Marie Manthey Marie Manthey

My journey into recovery

So. Here I am at the age of 82 and a half, thinking about my memoirs. Now it seems there is much too much to say, and yet I don’t have a good answer to the question WHY should I take this on?   

Maybe for today I will concentrate on the period immediately following my discharge from Silver Hill.   The situation is this:   On June 26th, 1978, my two bosses (CEO and CMO at YNH_H did an intervention in which they indicated the only way I could save my job was to agree to in-patient rehab for my ‘drinking problem’... I didn’t want to leave my job since I was in the middle of an intense power struggle amid the four VP’s and the  CEO involving a restructuring demoting us and assigning us to a misogynist arrogant fellow who would later become the COO. I feared my absence from the daily skirmishes would result in success for the reorganization, an outcome which eventually happened. There was no alternative to agreeing to in-patient rehab, and I was sent to Silver Hill. I had to wait a week for a bed, during which time I remember connecting with a responsible woman who moved into my house to take care of my kids, Claire and Mark. I also recall sewing name tags in all Mark’s clothes for a summer camp he went to later.

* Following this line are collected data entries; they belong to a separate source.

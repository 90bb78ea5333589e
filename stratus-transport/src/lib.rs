//! # stratus-transport
//!
//! Client-side connection and invocation layer for the Stratus RPC runtime.
//!
//! This crate provides:
//! - `Multiplexer` - Request/response correlation over shared connections
//! - `Connection` / `ConnectionCache` - One shared live connection per endpoint
//! - `RemoteInvoker` - The call façade tying cache, correlation, and health
//!   reporting together
//! - `RpcProber` - Application-level liveness probe reusing the cache
//!
//! ## Architecture Note
//!
//! All concurrently-mutated state (the correlation table, the connection
//! slots) is keyed per correlation id or per endpoint; unrelated calls and
//! unrelated endpoints never contend on a common lock.

mod cache;
mod client;
mod conn;
mod mux;
mod probe;

pub use cache::ConnectionCache;
pub use client::{CallTarget, InvokerConfig, RemoteInvoker};
pub use conn::{ConnectConfig, Connection};
pub use mux::{Multiplexer, PendingCall};
pub use probe::RpcProber;
//! Request/response correlation for concurrent RPC calls.

use std::time::Duration;

use dashmap::mapref::entry::Entry;
use dashmap::DashMap;
use tokio::sync::oneshot;

use stratus_core::{CorrelationId, ResultEnvelope, StratusError};

/// A pending call waiting for its reply.
struct PendingEntry {
    sender: oneshot::Sender<Result<ResultEnvelope, StratusError>>,
}

/// The receive half of one outstanding call.
///
/// Destroyed exactly once: by resolution, by deadline expiry, or by
/// cancellation, whichever fires first.
pub struct PendingCall {
    id: CorrelationId,
    receiver: oneshot::Receiver<Result<ResultEnvelope, StratusError>>,
}

impl PendingCall {
    /// The correlation id this call is registered under.
    #[must_use]
    pub fn correlation_id(&self) -> &CorrelationId {
        &self.id
    }
}

/// Correlation table matching replies to outstanding calls.
///
/// Replies are matched solely by correlation id, so ordering between
/// distinct calls on a shared connection is irrelevant. One table is shared
/// by every connection; each inbound read loop resolves into it.
///
/// ## Example
///
/// ```rust
/// use stratus_transport::Multiplexer;
/// use stratus_core::{CorrelationId, ResultEnvelope};
///
/// let mux = Multiplexer::new();
///
/// let id = CorrelationId::generate();
/// let pending = mux.register(id.clone()).unwrap();
///
/// // Later, when the reply frame arrives:
/// mux.resolve(ResultEnvelope::ok(id, vec![1, 2, 3]));
///
/// // `pending` completes via `await_reply`.
/// # drop(pending);
/// ```
pub struct Multiplexer {
    pending: DashMap<CorrelationId, PendingEntry>,
}

impl Multiplexer {
    /// Create a new multiplexer.
    #[must_use]
    pub fn new() -> Self {
        Self {
            pending: DashMap::new(),
        }
    }

    /// Register a pending call under a caller-generated correlation id.
    ///
    /// Fails with `DuplicateCorrelationId` if the id is already registered;
    /// the original pending call is left untouched.
    pub fn register(&self, id: CorrelationId) -> Result<PendingCall, StratusError> {
        let (tx, rx) = oneshot::channel();

        match self.pending.entry(id.clone()) {
            Entry::Occupied(_) => Err(StratusError::DuplicateCorrelationId(id)),
            Entry::Vacant(slot) => {
                slot.insert(PendingEntry { sender: tx });
                Ok(PendingCall { id, receiver: rx })
            }
        }
    }

    /// Resolve a pending call with its reply envelope.
    ///
    /// Wakes exactly one waiter: with the envelope itself, or with
    /// `RemoteInvocationFailed` when the exception field is set. Returns
    /// `false` if no pending call matches (late or unmatched delivery),
    /// which is a safe no-op.
    pub fn resolve(&self, envelope: ResultEnvelope) -> bool {
        match self.pending.remove(&envelope.correlation_id) {
            Some((_, entry)) => {
                let outcome = match &envelope.exception {
                    Some(message) => Err(StratusError::Remote {
                        message: message.clone(),
                        status: envelope.status_code(),
                    }),
                    None => Ok(envelope),
                };
                // Ignore send errors - receiver may have been dropped (timeout)
                let _ = entry.sender.send(outcome);
                true
            }
            None => {
                tracing::warn!(correlation_id = %envelope.correlation_id, "no pending call for reply");
                false
            }
        }
    }

    /// Cancel a pending call, waking its waiter with `CallCancelled`.
    pub fn cancel(&self, id: &CorrelationId) {
        if let Some((_, entry)) = self.pending.remove(id) {
            let _ = entry.sender.send(Err(StratusError::Cancelled));
        }
    }

    /// Remove a pending call without waking anyone.
    ///
    /// Used when the send itself failed: the caller already holds the send
    /// error and no reply can arrive.
    pub fn discard(&self, id: &CorrelationId) {
        self.pending.remove(id);
    }

    /// Fail every pending call (process shutdown sweep).
    pub fn fail_all(&self, error: StratusError) {
        // Collect keys first to avoid iterator invalidation
        let keys: Vec<CorrelationId> = self.pending.iter().map(|e| e.key().clone()).collect();

        for id in keys {
            if let Some((_, entry)) = self.pending.remove(&id) {
                let _ = entry.sender.send(Err(error.clone()));
            }
        }
    }

    /// Await the reply to a pending call.
    ///
    /// Suspends the calling task until the call is resolved, cancelled, or
    /// the timeout elapses. On timeout the entry is removed here; a
    /// resolution racing the expiry finds the entry gone and its value is
    /// dropped, so the caller observes exactly one terminal outcome.
    pub async fn await_reply(
        &self,
        call: PendingCall,
        timeout: Option<Duration>,
    ) -> Result<ResultEnvelope, StratusError> {
        let PendingCall { id, receiver } = call;

        let received = match timeout {
            Some(limit) => match tokio::time::timeout(limit, receiver).await {
                Ok(received) => received,
                Err(_) => {
                    self.pending.remove(&id);
                    return Err(StratusError::Timeout(limit));
                }
            },
            None => receiver.await,
        };

        match received {
            Ok(outcome) => outcome,
            // Sender dropped without resolving
            Err(_) => {
                self.pending.remove(&id);
                Err(StratusError::Cancelled)
            }
        }
    }

    /// Get the number of pending calls.
    #[must_use]
    pub fn pending_count(&self) -> usize {
        self.pending.len()
    }
}

impl Default for Multiplexer {
    fn default() -> Self {
        Self::new()
    }
}
//! # stratus-health
//!
//! Endpoint health monitoring for the Stratus RPC runtime.
//!
//! This crate provides:
//! - `HealthMonitor` - Periodic liveness probing with consecutive-failure
//!   hysteresis and eviction
//! - `Prober` trait with the `TcpProber` transport-level fallback
//! - `AddressRegistry` seam with a static in-memory implementation and
//!   change events

mod monitor;
mod probe;
mod registry;

pub use monitor::{HealthConfig, HealthEvent, HealthMonitor};
pub use probe::{Prober, TcpProber};
pub use registry::{AddressRegistry, RegistryEvent, StaticAddressRegistry};
//! Length-prefixed frame codec for wire messages.

use bytes::{Buf, BufMut, BytesMut};
use rkyv::util::AlignedVec;

use stratus_core::CodecError;

/// Default maximum frame size (16 MB).
pub const DEFAULT_MAX_FRAME_SIZE: usize = 16 * 1024 * 1024;

/// Length-prefixed frame codec with alignment-preserving decode.
///
/// Frames are a 4-byte little-endian length prefix followed by the payload.
/// Decoded frames are returned as `AlignedVec` so the envelope codec can
/// validate them without re-copying.
///
/// ## Example
///
/// ```rust
/// use stratus_codec::FrameCodec;
/// use bytes::BytesMut;
///
/// let codec = FrameCodec::new();
/// let mut buf = BytesMut::new();
///
/// codec.encode(b"hello", &mut buf).unwrap();
///
/// let decoded = codec.decode(&mut buf).unwrap().unwrap();
/// assert_eq!(decoded.as_slice(), b"hello");
/// ```
#[derive(Debug, Clone)]
pub struct FrameCodec {
    max_frame_size: usize,
}

impl FrameCodec {
    /// Create a new codec with default settings.
    #[inline]
    #[must_use]
    pub fn new() -> Self {
        Self {
            max_frame_size: DEFAULT_MAX_FRAME_SIZE,
        }
    }

    /// Create a codec with a custom maximum frame size.
    #[inline]
    #[must_use]
    pub fn with_max_frame_size(max_frame_size: usize) -> Self {
        Self { max_frame_size }
    }

    /// Get the maximum frame size.
    #[inline]
    #[must_use]
    pub fn max_frame_size(&self) -> usize {
        self.max_frame_size
    }

    /// Try to decode one frame from the buffer.
    ///
    /// Returns `Ok(None)` if the buffer does not yet hold a complete frame;
    /// consumed bytes are advanced past on success.
    pub fn decode(&self, src: &mut BytesMut) -> Result<Option<AlignedVec>, CodecError> {
        // Need at least 4 bytes for the length prefix
        if src.len() < 4 {
            return Ok(None);
        }

        // Read length (little-endian u32)
        let len = u32::from_le_bytes([src[0], src[1], src[2], src[3]]) as usize;

        // Validate frame size
        if len > self.max_frame_size {
            return Err(CodecError::FrameTooLarge {
                size: len,
                max: self.max_frame_size,
            });
        }

        // Check if we have the complete frame
        let total_len = 4 + len;
        if src.len() < total_len {
            // Reserve space for the rest of the frame
            src.reserve(total_len - src.len());
            return Ok(None);
        }

        // Skip the length prefix
        src.advance(4);

        // Extract the payload
        let data = src.split_to(len);

        // Copy to an aligned buffer so the envelope codec can validate
        // in place; this is the only copy on the receive path
        let mut aligned = AlignedVec::with_capacity(len);
        aligned.extend_from_slice(&data);

        Ok(Some(aligned))
    }

    /// Encode a payload into the buffer.
    pub fn encode(&self, item: &[u8], dst: &mut BytesMut) -> Result<(), CodecError> {
        let len = item.len();

        if len > self.max_frame_size {
            return Err(CodecError::FrameTooLarge {
                size: len,
                max: self.max_frame_size,
            });
        }

        dst.reserve(4 + len);
        dst.put_u32_le(len as u32);
        dst.put_slice(item);

        Ok(())
    }
}

impl Default for FrameCodec {
    fn default() -> Self {
        Self::new()
    }
}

As I look back on it now, I see that my homecoming was a time of great fear, deep shame and a total lack of support. The hospital issued some kind of a weird note saying I was on an indeterminate leave of absence due to a medical problem… which provided me no way to responsibly close out my experience. I suppose they didn’t want to say they fired me… but the consequence I experienced was no mechanism to say goodbye to my closest colleagues. I had around 15-18 direct reports (all clinical services plus all nursing) with strong and generally positive relationships. The only way I could conceive of acknowledging to them that I was leaving… and at least respectfully terminating our relationship was to invite them all to my house for an afternoon event. The only experience I had with that sort of gathering was a wine and cheese event, so that is what I did. I invited about 20-30 close colleagues to my home two weeks after discharge from Silver Hill and served wine… and of course I didn’t have any myself.   

At this event, I told MY truth. I felt this truth was at least real… anything else would be figments of another individual’s imagination.  I also did one other thing: I telephoned the President of the ANA, the editor of the AJN and the highest educator I personally knew. There was Myrtle Kitchell Adalyotte, Thelma Schorr, and Ingeborg Mauksch   and told each of them I had been fired from my job as VP at YNH-H while in treatment for the disease of alcoholism. I just felt the rumor mill would be harsh enough… I wanted some professional ‘leader/colleagues’ to know the whole truth. I also came to see that as putting my ‘stake’ in the ground for the sake of strengthening my hope of recovery.  

Since I didn’t understand how I went for not being able to not drink… to actually not drinking… without a pill, shot or other medical act, I spent several months being afraid of being ‘struck drunk’ again… afraid of waking up to being drunk.  I saw these actions, plus my decision to take Antabuse as the steps I could take to relieve that fear. I remember being so relieved to hear at an AA meeting that I would not be ‘struck drunk’.  Alternatively, it was also comforting to learn I couldn’t “fall off the floor".

This period was all quite painful, as were thoughts about the future. All typical roads leading to a next employment opportunity seemed to me to be blocked.  I had negotiated a paltry three months of severance pay, had a mortgage, a car payment and two kids… one in high school and the other in middle school. I tried each road to employment I could see, and none were passable.    


I made two career decisions during this time of total blockage. One is that I would start writing the book on Primary Nursing and two is that I would say “yes ‘ to every request to speak. From those two decisions came my first book, and the beginnings of a consultation service that continues to this day.   


I remember feeling stunned about the way I had reined my life and maybe the lives of my children. In my bleakest moments of greatest fear of financial failure… I wondered what would happen if they were taken from me due to my inability to care for them… I felt their father did not want to raise them and feared they might become wards of the state. Theses fears were unfounded, but my reasoning capacity was damaged due to my alcoholism.  Those damaged brain cells take many months to recover, and I am happy I had sensible people around me to help me think things through.


The ‘stunned‘ feeling was akin to what I imagine a person feels when a bomb goes off nearby. My whole world was upside down and I didn’t know if I/we would survive. 

I will expand more about that time in a following post.